Statins and biomarkers of inflammation

Abstract

Clinical and epidemiologic studies convincingly demonstrate that increased levels of low-density lipoprotein cholesterol promote premature atherosclerosis. Several large clinical trials have demonstrated that 3-hydroxy-3-methylglutaryl coenzyme A reductase inhibitors (statins) decrease cardiovascular events. The beneficial effects of statins may extend to mechanisms beyond cholesterol reduction. Evidence for the pleiotropic effects of statins is provided by recent clinical trials in which the benefit of statin drugs is manifest early in the course of lipid-lowering therapy, well before plaque regression could occur. Inflammation is pivotal in all stages of atherosclerosis, and C-reactive protein (CRP), the prototypic marker of inflammation, has emerged as a cardiovascular risk marker. Statins reduce CRP levels, and this reduction in most studies does not correlate to reduction in cholesterol.

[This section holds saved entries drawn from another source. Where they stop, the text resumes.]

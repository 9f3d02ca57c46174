/*
 * Copyright Amazon.com, Inc. or its affiliates. All Rights Reserved.
 * SPDX-License-Identifier: Apache-2.0
 */

use std::{fmt, num::NonZeroU32, sync::Arc};

use governor::{
    clock::DefaultClock,
    state::{InMemoryState, NotKeyed},
    Quota, RateLimiter,
};
use tokio::sync::Mutex;
use tokio_util::sync::CancellationToken;

use crate::error::{self, TransferError};

type DirectRateLimiter = RateLimiter<NotKeyed, InMemoryState, DefaultClock>;

/// Aggregate throughput throttle shared by every part of every transfer.
///
/// A token bucket holding up to one second worth of bytes that refills continuously at
/// the configured rate. Waiters queue on a fair mutex, so budget is handed out roughly in
/// arrival order. An unlimited limiter never blocks.
#[derive(Clone, Default)]
pub struct BandwidthLimiter {
    bucket: Option<Arc<Bucket>>,
}

struct Bucket {
    limiter: DirectRateLimiter,
    // burst size, also the refill per second
    capacity: NonZeroU32,
    // tokio's mutex is FIFO, holding it across the wait queues later callers
    queue: Mutex<()>,
}

impl fmt::Debug for BandwidthLimiter {
    fn fmt(&self, f: &mut fmt::Formatter<'_>) -> fmt::Result {
        f.debug_struct("BandwidthLimiter")
            .field("bytes_per_sec", &self.bytes_per_sec())
            .finish()
    }
}

impl BandwidthLimiter {
    /// A limiter that never throttles
    pub fn unlimited() -> Self {
        Self { bucket: None }
    }

    /// Limit throughput to `max_bytes_per_sec`. `None` or zero means unlimited. Rates
    /// above `u32::MAX` bytes per second are capped there.
    pub fn new(max_bytes_per_sec: Option<u64>) -> Self {
        let rate = max_bytes_per_sec
            .map(|rate| u32::try_from(rate).unwrap_or(u32::MAX))
            .and_then(NonZeroU32::new);
        let Some(rate) = rate else {
            return Self::unlimited();
        };
        Self {
            bucket: Some(Arc::new(Bucket {
                limiter: RateLimiter::direct(Quota::per_second(rate)),
                capacity: rate,
                queue: Mutex::new(()),
            })),
        }
    }

    pub fn is_limited(&self) -> bool {
        self.bucket.is_some()
    }

    pub fn bytes_per_sec(&self) -> Option<u64> {
        self.bucket.as_ref().map(|b| u64::from(b.capacity.get()))
    }

    /// Wait until `bytes` of budget are available and debit them.
    ///
    /// Resolves to [`TransferError::Cancelled`] if `cancel` fires first; budget debited
    /// before cancellation is not returned to the bucket.
    pub async fn consume(&self, bytes: u64, cancel: &CancellationToken) -> Result<(), TransferError> {
        let Some(bucket) = &self.bucket else {
            return Ok(());
        };

        tokio::select! {
            biased;
            _ = cancel.cancelled() => Err(TransferError::Cancelled),
            debited = debit(bucket, bytes) => debited,
        }
    }
}

async fn debit(bucket: &Bucket, bytes: u64) -> Result<(), TransferError> {
    let _turn = bucket.queue.lock().await;
    let mut remaining = bytes;
    while remaining > 0 {
        // requests larger than the bucket are taken in capacity-sized slices
        let slice = remaining.min(u64::from(bucket.capacity.get()));
        let Some(cells) = NonZeroU32::new(slice as u32) else {
            break;
        };
        tracing::trace!(slice, remaining, "waiting for bandwidth budget");
        bucket
            .limiter
            .until_n_ready(cells)
            .await
            .map_err(|e| error::fatal(format!("debit of {} bytes failed", slice), e))?;
        remaining -= slice;
    }
    Ok(())
}

#[cfg(test)]
mod tests {
    use std::time::{Duration, Instant};

    use tokio_util::sync::CancellationToken;

    use super::BandwidthLimiter;

    #[tokio::test]
    async fn test_bucket_starts_full() {
        let limiter = BandwidthLimiter::new(Some(1000));
        let cancel = CancellationToken::new();
        let start = Instant::now();
        limiter.consume(1000, &cancel).await.unwrap();
        assert!(start.elapsed() < Duration::from_millis(200), "{:?}", start.elapsed());
    }

    #[tokio::test]
    async fn test_consuming_twice_the_rate_takes_a_second() {
        let limiter = BandwidthLimiter::new(Some(1000));
        let cancel = CancellationToken::new();
        let start = Instant::now();
        limiter.consume(2000, &cancel).await.unwrap();
        let elapsed = start.elapsed();
        assert!(elapsed >= Duration::from_millis(950), "{elapsed:?}");
        assert!(elapsed < Duration::from_millis(1800), "{elapsed:?}");
    }

    #[tokio::test]
    async fn test_limit_shared_across_callers() {
        let limiter = BandwidthLimiter::new(Some(1000));
        let cancel = CancellationToken::new();
        let start = Instant::now();
        let mut tasks = Vec::new();
        for _ in 0..4 {
            let limiter = limiter.clone();
            let cancel = cancel.clone();
            tasks.push(tokio::spawn(async move {
                limiter.consume(500, &cancel).await
            }));
        }
        for task in tasks {
            task.await.unwrap().unwrap();
        }
        // 2000 bytes with a full 1000 byte bucket needs one second of refill
        let elapsed = start.elapsed();
        assert!(elapsed >= Duration::from_millis(950), "{elapsed:?}");
        assert!(elapsed < Duration::from_millis(1800), "{elapsed:?}");
    }

    #[tokio::test]
    async fn test_unlimited_never_blocks() {
        let limiter = BandwidthLimiter::new(None);
        assert!(!limiter.is_limited());
        let cancel = CancellationToken::new();
        cancel.cancel();
        // no budget to wait for, so even a cancelled caller passes straight through
        limiter.consume(u64::MAX, &cancel).await.unwrap();
        assert!(!BandwidthLimiter::new(Some(0)).is_limited());
        assert_eq!(Some(u32::MAX as u64), BandwidthLimiter::new(Some(u64::MAX)).bytes_per_sec());
    }

    #[tokio::test]
    async fn test_waiting_consumer_is_cancellable() {
        let limiter = BandwidthLimiter::new(Some(10));
        let cancel = CancellationToken::new();
        let waiter = {
            let limiter = limiter.clone();
            let cancel = cancel.clone();
            tokio::spawn(async move { limiter.consume(10_000, &cancel).await })
        };
        tokio::time::sleep(Duration::from_millis(200)).await;
        cancel.cancel();
        let err = waiter.await.unwrap().unwrap_err();
        assert!(err.is_cancelled());

        // the queue is released for other callers
        let other = CancellationToken::new();
        tokio::time::timeout(Duration::from_secs(5), limiter.consume(5, &other))
            .await
            .expect("not blocked by cancelled waiter")
            .unwrap();
    }
}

In addition, statins have beneficial effects on endothelial function, monocytemacrophages, and platelets. In this review we discuss the role of inflammation in atherosclerosis, the role of CRP as a risk marker, the clinical evidence implicating the anti-inflammatory effects of statins, and the cellular and molecular basis underlying the anti-inflammatory effects of statins.